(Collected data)
++++++

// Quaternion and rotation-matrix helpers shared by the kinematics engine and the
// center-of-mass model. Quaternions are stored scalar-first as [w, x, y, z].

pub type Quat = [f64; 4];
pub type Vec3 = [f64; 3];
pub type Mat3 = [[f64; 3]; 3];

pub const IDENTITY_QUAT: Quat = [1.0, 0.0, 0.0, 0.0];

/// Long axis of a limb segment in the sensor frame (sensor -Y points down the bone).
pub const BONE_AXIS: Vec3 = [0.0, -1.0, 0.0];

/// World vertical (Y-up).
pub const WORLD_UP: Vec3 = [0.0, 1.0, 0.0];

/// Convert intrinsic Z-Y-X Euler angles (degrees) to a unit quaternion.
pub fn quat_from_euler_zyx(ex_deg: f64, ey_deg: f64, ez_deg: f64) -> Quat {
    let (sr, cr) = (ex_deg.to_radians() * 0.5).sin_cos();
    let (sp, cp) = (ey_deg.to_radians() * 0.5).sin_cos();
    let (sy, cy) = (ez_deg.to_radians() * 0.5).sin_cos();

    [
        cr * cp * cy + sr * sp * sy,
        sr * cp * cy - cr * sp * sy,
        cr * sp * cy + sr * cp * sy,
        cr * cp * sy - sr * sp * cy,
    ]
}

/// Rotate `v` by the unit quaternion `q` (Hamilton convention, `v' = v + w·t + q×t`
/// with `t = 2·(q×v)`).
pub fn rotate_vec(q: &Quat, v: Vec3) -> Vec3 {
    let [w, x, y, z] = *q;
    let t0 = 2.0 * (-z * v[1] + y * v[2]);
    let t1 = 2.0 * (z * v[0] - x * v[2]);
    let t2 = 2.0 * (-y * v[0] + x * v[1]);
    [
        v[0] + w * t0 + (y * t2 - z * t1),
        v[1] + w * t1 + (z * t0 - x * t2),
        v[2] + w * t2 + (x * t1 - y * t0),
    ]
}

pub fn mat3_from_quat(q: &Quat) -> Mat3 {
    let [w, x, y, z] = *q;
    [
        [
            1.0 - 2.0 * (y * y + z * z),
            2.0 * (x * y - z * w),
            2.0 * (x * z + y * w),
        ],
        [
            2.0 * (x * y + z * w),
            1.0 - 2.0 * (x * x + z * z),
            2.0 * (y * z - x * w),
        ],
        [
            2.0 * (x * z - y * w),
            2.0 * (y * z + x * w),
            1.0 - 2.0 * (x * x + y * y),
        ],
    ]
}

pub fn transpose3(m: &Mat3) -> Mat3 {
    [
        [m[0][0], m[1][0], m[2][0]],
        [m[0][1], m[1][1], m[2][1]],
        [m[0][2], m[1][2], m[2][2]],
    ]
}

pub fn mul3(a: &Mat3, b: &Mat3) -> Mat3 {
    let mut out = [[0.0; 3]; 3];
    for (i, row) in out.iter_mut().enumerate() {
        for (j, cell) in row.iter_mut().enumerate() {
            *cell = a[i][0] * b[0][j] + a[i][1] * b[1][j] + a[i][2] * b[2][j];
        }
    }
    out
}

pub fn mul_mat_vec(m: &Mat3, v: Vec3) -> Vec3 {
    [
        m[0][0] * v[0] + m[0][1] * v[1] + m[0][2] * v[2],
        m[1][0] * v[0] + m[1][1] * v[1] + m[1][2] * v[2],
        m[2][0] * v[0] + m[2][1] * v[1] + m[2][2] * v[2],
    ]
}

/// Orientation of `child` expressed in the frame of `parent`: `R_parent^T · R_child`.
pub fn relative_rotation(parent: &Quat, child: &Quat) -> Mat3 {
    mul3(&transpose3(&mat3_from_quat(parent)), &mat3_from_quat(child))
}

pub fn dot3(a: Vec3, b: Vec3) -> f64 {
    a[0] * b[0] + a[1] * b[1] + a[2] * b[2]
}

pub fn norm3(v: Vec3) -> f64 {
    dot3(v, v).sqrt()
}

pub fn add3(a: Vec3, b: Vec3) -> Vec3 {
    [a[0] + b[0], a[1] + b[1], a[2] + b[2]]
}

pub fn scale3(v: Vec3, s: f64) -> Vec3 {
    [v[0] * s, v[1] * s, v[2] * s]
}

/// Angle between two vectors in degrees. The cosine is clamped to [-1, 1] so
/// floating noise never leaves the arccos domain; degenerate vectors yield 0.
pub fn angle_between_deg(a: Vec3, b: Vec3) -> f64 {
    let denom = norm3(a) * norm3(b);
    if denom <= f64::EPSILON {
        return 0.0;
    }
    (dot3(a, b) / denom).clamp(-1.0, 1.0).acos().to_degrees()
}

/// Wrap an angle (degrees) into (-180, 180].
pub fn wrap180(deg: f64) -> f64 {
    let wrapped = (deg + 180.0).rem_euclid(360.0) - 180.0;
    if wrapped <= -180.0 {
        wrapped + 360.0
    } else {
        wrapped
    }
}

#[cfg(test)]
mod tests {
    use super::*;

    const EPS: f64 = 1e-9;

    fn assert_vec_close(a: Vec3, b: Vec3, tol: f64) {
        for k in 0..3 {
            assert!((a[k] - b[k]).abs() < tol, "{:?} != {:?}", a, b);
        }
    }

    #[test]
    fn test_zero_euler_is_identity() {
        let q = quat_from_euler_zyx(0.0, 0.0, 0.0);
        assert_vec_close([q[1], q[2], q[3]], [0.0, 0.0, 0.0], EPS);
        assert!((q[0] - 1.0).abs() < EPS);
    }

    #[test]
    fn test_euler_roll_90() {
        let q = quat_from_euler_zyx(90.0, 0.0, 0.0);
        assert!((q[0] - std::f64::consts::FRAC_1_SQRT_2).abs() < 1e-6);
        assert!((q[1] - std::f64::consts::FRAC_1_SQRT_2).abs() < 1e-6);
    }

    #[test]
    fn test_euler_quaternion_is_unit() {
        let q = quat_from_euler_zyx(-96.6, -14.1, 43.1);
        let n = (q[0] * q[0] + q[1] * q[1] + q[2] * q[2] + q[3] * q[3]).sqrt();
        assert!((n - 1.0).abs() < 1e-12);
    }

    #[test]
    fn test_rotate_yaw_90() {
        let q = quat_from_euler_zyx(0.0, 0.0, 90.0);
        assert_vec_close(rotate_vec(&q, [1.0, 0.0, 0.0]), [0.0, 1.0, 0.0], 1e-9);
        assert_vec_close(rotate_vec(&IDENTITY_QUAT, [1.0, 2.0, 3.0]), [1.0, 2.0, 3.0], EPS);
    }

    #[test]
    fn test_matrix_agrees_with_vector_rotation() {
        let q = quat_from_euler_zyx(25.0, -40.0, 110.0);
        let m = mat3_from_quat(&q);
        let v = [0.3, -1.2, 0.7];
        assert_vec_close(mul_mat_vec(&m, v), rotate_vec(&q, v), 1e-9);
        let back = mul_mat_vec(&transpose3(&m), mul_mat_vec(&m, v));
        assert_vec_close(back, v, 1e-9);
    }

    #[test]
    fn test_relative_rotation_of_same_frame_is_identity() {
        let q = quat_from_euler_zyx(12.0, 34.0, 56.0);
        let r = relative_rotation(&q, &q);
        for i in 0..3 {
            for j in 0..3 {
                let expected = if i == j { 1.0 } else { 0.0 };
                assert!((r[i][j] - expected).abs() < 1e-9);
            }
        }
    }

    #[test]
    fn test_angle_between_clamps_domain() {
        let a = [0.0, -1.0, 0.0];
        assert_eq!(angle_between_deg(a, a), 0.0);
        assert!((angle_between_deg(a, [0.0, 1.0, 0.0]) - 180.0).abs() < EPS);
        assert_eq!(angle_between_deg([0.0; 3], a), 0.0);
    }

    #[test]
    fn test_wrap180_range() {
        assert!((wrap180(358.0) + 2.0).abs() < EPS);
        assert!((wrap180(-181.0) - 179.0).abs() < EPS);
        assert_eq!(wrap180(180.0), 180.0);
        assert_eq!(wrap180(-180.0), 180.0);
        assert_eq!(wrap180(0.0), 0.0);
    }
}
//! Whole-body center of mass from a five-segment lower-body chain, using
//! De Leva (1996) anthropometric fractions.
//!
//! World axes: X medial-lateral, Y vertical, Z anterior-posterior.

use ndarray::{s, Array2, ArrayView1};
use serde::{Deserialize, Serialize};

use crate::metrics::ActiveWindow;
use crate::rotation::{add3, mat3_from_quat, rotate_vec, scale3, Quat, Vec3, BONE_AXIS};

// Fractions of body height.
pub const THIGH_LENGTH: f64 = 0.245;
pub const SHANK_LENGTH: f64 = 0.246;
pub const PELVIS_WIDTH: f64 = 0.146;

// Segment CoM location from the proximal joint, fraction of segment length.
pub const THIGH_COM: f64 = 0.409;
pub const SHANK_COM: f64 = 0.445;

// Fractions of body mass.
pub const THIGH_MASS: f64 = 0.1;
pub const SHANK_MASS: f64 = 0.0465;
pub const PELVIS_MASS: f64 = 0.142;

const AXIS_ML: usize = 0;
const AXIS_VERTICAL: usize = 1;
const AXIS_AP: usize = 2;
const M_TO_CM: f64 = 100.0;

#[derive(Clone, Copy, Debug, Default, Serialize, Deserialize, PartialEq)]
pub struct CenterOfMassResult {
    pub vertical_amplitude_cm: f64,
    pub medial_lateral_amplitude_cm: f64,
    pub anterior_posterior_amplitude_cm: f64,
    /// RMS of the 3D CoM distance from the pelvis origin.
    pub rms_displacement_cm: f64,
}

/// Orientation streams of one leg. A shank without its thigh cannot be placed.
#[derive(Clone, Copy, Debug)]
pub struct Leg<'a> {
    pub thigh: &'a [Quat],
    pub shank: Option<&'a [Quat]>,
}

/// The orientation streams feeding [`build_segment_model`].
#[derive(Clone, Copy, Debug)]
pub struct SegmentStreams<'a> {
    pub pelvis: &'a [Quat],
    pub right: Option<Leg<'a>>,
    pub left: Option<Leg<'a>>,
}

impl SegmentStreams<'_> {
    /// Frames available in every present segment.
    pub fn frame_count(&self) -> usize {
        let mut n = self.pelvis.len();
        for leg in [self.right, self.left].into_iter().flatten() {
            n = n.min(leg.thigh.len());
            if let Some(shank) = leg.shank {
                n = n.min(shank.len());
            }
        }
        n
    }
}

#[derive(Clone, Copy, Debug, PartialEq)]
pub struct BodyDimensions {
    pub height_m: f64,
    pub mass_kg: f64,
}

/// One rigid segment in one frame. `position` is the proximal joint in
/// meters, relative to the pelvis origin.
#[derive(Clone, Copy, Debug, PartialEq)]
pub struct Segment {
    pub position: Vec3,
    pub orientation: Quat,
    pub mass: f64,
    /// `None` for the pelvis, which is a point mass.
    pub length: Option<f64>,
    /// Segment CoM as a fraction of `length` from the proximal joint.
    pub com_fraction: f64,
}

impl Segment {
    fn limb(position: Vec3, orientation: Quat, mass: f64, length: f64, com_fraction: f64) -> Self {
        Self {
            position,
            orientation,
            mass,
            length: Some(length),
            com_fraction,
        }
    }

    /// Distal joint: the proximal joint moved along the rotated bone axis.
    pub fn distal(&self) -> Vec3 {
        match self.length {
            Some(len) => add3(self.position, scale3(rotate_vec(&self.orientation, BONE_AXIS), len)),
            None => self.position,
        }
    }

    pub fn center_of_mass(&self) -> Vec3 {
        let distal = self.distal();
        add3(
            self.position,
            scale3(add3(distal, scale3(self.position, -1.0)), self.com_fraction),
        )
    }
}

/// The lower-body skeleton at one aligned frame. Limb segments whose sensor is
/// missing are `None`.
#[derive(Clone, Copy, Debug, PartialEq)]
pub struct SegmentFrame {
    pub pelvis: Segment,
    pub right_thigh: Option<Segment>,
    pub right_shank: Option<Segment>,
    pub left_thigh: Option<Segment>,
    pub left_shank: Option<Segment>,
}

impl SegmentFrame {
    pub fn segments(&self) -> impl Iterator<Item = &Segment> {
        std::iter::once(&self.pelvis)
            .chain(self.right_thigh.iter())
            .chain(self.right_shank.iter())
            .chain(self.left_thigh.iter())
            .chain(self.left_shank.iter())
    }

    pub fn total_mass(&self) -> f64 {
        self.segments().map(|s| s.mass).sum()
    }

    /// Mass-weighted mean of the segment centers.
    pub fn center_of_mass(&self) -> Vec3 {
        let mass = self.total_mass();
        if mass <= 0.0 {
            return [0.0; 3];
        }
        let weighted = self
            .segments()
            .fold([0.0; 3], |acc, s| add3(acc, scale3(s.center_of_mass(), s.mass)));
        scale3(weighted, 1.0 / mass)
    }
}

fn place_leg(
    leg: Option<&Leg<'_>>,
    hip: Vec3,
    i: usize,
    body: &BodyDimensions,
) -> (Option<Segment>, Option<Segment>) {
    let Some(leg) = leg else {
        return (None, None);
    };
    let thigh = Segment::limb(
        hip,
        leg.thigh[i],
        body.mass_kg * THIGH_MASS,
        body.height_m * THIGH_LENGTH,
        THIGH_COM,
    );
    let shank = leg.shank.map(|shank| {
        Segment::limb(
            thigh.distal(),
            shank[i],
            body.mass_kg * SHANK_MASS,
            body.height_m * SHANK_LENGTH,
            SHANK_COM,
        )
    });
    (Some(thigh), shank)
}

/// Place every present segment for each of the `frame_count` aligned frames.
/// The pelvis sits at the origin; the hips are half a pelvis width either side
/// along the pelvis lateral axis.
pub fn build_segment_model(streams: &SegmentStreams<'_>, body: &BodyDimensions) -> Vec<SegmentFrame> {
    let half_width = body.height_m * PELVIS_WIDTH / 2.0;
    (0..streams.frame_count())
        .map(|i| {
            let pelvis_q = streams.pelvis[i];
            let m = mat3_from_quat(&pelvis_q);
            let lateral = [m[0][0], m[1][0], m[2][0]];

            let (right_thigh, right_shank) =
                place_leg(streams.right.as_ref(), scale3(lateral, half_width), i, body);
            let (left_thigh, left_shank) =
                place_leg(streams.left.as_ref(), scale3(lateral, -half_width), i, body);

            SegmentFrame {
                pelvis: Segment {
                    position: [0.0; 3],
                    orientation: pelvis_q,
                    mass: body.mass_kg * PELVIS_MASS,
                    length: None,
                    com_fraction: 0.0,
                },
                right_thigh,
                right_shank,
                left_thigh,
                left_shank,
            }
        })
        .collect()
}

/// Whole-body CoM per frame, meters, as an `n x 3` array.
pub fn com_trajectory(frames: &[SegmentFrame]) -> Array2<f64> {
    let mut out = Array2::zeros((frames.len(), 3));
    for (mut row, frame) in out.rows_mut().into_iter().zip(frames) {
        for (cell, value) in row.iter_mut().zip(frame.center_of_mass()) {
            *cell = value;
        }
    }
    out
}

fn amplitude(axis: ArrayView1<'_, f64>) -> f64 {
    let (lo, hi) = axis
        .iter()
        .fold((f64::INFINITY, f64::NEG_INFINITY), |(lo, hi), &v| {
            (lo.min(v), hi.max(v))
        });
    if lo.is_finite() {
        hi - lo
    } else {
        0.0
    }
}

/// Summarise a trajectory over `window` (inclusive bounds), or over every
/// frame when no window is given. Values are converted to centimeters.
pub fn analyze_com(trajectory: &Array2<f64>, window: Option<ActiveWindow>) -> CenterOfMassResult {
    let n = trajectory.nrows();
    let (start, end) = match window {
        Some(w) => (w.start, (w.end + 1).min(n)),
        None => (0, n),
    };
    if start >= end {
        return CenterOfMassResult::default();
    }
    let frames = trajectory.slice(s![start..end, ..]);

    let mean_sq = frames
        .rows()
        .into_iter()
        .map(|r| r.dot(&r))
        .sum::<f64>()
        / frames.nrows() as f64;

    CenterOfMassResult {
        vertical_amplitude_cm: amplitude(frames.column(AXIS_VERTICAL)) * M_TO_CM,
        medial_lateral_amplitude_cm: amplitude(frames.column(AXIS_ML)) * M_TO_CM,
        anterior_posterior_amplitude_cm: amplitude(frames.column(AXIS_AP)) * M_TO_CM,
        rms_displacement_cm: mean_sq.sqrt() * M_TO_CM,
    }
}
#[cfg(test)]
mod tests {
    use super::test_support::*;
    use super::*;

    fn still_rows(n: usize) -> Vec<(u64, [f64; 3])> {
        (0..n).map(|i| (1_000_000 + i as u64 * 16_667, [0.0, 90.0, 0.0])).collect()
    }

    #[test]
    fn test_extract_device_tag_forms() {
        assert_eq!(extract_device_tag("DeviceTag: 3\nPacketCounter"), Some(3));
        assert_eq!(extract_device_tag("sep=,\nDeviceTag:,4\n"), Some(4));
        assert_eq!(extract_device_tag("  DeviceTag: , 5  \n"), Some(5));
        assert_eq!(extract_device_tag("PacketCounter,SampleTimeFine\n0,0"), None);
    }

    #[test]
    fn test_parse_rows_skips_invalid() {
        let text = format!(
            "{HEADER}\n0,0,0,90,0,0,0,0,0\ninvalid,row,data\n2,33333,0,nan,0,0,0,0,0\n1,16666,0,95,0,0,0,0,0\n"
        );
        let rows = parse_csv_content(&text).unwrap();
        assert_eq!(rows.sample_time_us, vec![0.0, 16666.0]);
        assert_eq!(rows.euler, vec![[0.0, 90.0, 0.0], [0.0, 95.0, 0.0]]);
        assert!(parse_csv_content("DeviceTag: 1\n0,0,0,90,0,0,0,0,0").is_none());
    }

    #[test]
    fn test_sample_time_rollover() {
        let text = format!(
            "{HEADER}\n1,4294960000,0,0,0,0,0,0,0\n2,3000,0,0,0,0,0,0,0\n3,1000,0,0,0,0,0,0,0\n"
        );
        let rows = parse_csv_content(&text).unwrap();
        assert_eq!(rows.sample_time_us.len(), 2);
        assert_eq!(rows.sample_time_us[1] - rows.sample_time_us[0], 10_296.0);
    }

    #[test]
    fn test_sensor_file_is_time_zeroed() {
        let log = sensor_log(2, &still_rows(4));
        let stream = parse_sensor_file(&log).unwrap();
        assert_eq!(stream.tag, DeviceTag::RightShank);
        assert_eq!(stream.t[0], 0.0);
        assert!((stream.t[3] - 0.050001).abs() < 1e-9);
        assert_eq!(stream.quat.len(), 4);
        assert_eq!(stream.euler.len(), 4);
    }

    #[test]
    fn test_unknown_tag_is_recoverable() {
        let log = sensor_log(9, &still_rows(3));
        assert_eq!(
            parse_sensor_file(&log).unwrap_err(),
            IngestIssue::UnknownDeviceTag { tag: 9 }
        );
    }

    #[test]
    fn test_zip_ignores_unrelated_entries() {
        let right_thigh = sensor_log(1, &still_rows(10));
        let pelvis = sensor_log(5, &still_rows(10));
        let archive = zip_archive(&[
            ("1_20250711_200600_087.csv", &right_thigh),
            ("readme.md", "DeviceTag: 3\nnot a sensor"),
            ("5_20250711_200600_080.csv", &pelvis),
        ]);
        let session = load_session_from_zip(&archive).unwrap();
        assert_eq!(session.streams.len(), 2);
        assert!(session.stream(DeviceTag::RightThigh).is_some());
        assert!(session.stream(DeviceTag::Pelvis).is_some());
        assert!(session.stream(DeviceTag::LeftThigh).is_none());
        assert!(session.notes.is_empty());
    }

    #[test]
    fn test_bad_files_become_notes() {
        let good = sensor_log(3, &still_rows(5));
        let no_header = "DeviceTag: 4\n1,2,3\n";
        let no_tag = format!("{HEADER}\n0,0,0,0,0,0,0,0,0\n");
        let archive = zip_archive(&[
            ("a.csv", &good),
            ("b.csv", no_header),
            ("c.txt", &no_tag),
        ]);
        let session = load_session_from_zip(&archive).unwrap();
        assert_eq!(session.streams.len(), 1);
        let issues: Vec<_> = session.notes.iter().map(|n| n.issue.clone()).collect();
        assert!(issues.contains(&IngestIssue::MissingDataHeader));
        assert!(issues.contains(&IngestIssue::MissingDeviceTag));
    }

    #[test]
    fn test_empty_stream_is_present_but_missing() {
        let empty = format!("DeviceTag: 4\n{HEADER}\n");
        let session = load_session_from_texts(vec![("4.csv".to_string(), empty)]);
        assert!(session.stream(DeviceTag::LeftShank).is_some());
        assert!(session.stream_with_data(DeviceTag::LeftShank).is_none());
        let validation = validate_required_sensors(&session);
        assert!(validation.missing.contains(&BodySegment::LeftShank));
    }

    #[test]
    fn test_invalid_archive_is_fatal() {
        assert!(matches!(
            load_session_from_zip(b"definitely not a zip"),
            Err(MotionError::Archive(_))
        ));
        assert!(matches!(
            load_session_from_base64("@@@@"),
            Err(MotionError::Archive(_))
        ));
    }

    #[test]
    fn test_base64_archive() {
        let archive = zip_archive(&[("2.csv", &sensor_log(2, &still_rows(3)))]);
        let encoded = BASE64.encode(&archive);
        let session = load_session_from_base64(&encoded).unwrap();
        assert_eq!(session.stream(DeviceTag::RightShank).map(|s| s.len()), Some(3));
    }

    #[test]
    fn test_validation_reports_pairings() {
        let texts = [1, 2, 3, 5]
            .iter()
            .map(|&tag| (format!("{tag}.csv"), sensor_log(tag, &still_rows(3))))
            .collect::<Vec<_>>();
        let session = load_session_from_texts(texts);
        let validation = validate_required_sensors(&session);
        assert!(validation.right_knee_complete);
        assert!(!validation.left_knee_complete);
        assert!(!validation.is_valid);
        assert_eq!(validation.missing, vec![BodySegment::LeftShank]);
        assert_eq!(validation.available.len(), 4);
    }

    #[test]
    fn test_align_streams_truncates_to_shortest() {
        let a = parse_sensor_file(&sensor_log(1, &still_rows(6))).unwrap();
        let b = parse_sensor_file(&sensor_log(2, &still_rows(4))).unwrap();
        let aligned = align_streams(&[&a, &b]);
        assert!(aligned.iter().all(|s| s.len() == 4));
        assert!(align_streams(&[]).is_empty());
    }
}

++++++

* _YOUR ASSIGNMENT_: Look above for the line with "from the pelvis origin." and the line with "pub struct SegmentStreams<'a>"; transcribe both and all lines in between, exactly, and nothing else.

* _RESULT OF THIS EXERCISE_:
    /// RMS of the 3D CoM distance from the pelvis origin.
    pub rms_displacement_cm: f64,
}

/// Orientation streams of one leg. A shank without its thigh cannot be placed.
#[derive(Clone, Copy, Debug)]
pub struct Leg<'a> {
    pub thigh: &'a [Quat],
    pub shank: Option<&'a [Quat]>,
}

/// The orientation streams feeding [`build_segment_model`].
#[derive(Clone, Copy, Debug)]
pub struct SegmentStreams<'a> {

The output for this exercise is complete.